Dataset
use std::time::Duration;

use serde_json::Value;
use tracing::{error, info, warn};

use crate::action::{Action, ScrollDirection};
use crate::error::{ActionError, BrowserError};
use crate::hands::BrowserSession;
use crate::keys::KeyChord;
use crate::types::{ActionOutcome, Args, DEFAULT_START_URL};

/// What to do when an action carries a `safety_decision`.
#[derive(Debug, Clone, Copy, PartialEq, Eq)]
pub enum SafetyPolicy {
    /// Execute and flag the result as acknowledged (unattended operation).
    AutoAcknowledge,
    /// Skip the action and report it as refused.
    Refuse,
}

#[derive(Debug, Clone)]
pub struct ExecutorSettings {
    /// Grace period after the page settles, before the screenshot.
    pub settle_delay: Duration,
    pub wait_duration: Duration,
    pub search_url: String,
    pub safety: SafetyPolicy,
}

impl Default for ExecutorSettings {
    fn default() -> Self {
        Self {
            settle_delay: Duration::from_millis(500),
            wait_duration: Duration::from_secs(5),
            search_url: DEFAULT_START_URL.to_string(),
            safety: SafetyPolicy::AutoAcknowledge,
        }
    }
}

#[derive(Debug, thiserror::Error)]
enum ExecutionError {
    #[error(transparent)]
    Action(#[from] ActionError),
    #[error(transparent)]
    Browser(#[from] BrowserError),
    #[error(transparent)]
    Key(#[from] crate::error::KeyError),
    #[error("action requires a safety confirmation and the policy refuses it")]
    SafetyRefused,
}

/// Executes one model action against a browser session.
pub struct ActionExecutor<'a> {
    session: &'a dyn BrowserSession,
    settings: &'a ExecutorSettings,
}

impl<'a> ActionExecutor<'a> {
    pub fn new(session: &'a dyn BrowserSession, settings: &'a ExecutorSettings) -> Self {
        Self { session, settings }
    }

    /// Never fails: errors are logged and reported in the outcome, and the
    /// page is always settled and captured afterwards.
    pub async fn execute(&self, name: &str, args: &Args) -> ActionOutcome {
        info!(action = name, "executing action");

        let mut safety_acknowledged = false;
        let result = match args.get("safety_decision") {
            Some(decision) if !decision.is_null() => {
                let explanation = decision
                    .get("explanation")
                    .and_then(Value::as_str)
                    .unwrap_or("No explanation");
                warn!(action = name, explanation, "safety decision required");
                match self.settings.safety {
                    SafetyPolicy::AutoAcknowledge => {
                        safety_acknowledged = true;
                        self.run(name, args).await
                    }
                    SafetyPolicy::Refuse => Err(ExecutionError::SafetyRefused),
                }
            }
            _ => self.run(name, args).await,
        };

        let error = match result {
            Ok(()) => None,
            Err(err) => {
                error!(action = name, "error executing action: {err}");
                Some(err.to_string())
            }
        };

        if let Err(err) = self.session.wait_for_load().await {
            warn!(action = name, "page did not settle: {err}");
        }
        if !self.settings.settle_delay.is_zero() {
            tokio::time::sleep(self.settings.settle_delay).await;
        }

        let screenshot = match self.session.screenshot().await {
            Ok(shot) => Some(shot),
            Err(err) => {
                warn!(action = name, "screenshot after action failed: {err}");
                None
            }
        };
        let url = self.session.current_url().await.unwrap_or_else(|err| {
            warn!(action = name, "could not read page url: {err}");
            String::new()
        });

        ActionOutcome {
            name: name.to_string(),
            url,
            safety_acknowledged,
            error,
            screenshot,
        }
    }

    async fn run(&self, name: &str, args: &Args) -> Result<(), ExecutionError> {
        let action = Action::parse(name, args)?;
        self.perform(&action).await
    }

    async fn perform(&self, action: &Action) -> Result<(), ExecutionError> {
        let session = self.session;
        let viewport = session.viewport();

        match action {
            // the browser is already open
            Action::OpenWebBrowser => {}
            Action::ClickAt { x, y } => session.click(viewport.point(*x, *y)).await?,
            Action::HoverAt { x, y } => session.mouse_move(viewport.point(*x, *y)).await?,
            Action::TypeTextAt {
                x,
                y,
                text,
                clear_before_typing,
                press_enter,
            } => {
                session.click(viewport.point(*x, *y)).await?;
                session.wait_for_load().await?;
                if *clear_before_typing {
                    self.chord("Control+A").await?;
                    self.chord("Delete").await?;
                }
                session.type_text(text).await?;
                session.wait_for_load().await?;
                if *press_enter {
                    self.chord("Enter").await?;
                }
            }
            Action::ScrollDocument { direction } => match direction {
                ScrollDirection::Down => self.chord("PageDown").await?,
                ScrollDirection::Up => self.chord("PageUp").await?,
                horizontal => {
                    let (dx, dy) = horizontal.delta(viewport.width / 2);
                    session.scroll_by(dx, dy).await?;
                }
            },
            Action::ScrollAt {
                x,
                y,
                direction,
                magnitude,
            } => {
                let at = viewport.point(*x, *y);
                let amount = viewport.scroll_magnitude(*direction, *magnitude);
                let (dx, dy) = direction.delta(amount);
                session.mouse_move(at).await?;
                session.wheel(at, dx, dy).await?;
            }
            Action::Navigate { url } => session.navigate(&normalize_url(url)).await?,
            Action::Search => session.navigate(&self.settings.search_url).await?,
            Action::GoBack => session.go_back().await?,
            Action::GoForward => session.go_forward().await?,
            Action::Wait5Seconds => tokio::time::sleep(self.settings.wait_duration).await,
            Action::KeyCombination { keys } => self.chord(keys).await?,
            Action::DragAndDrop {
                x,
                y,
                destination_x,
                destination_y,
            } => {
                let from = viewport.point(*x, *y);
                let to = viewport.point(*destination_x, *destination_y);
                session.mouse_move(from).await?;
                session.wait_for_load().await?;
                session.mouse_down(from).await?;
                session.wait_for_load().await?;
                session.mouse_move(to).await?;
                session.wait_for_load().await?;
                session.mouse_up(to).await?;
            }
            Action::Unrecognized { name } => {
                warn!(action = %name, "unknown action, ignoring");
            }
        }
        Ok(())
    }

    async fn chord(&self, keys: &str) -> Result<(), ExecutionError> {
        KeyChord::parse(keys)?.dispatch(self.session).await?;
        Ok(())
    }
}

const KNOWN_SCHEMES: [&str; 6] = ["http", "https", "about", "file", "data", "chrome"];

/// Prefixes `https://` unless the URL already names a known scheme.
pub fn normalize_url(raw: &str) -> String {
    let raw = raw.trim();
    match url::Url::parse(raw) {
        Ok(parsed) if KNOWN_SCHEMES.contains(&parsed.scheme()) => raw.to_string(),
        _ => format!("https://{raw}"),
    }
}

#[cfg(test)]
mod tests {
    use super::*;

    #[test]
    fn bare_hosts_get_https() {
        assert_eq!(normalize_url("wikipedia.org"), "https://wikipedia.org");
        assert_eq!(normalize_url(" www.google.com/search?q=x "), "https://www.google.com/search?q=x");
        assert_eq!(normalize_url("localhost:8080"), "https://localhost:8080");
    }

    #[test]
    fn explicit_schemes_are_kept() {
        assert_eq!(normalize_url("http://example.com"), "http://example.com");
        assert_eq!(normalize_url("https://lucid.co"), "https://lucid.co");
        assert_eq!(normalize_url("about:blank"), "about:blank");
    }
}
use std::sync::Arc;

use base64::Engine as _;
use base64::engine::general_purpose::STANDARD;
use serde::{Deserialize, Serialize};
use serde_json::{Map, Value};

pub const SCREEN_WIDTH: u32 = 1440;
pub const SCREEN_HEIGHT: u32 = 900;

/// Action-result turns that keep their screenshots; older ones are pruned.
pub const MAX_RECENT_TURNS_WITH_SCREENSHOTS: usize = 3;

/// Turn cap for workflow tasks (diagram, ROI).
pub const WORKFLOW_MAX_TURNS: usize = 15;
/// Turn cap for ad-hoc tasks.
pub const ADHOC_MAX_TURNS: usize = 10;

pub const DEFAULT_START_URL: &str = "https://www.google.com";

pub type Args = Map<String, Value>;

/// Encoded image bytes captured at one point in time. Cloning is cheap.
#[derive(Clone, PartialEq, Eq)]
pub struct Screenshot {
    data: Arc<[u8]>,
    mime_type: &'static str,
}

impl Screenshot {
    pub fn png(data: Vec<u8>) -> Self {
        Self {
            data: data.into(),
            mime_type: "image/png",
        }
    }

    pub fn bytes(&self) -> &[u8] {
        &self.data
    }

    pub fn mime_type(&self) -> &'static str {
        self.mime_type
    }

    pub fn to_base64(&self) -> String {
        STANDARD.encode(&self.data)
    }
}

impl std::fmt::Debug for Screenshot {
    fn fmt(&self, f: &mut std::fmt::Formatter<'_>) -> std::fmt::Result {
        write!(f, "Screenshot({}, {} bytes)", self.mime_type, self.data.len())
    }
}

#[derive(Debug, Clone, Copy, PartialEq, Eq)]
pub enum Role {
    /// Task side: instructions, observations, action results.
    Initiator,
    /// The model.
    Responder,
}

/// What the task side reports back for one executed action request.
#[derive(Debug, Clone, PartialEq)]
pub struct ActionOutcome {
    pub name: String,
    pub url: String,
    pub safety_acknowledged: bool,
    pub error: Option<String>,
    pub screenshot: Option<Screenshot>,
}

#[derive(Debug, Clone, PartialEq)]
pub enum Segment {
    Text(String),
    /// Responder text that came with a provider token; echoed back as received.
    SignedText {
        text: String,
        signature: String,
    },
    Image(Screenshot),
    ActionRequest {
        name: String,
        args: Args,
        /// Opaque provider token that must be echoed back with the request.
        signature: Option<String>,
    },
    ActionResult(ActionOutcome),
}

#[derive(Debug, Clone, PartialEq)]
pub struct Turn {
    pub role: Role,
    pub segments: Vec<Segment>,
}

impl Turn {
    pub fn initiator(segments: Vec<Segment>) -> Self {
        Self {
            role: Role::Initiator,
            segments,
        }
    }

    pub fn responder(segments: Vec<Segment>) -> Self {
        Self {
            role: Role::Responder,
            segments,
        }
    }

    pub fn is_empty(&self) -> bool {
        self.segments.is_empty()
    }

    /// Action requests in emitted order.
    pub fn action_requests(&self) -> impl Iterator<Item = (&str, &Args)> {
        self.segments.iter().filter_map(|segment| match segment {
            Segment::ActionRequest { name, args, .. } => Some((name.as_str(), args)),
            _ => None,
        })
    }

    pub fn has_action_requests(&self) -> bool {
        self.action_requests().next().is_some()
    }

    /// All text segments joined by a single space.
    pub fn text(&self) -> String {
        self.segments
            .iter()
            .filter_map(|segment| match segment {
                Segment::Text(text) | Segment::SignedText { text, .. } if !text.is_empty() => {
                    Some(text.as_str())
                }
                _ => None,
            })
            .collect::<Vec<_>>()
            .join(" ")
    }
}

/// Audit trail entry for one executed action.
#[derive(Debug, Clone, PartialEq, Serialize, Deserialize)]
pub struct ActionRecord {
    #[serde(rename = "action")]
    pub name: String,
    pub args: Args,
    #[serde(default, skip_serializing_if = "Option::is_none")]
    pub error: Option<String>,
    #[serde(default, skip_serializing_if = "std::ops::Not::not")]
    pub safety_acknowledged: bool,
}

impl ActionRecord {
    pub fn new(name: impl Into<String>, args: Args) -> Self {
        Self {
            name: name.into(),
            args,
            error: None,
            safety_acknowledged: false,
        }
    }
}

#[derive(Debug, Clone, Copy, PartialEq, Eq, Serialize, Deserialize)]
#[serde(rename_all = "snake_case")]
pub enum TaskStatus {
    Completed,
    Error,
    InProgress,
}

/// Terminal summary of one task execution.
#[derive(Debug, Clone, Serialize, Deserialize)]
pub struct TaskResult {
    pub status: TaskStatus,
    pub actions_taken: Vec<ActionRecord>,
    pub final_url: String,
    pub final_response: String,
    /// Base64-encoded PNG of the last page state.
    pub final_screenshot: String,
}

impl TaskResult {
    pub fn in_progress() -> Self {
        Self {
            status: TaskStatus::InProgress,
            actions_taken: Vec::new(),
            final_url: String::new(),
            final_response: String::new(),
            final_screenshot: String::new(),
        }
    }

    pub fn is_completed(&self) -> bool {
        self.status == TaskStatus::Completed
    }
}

What to do
Within the entries above, find every line where the string "tokio" occurs, and copy it.

Task response
            tokio::time::sleep(self.settings.settle_delay).await;
            Action::Wait5Seconds => tokio::time::sleep(self.settings.wait_duration).await,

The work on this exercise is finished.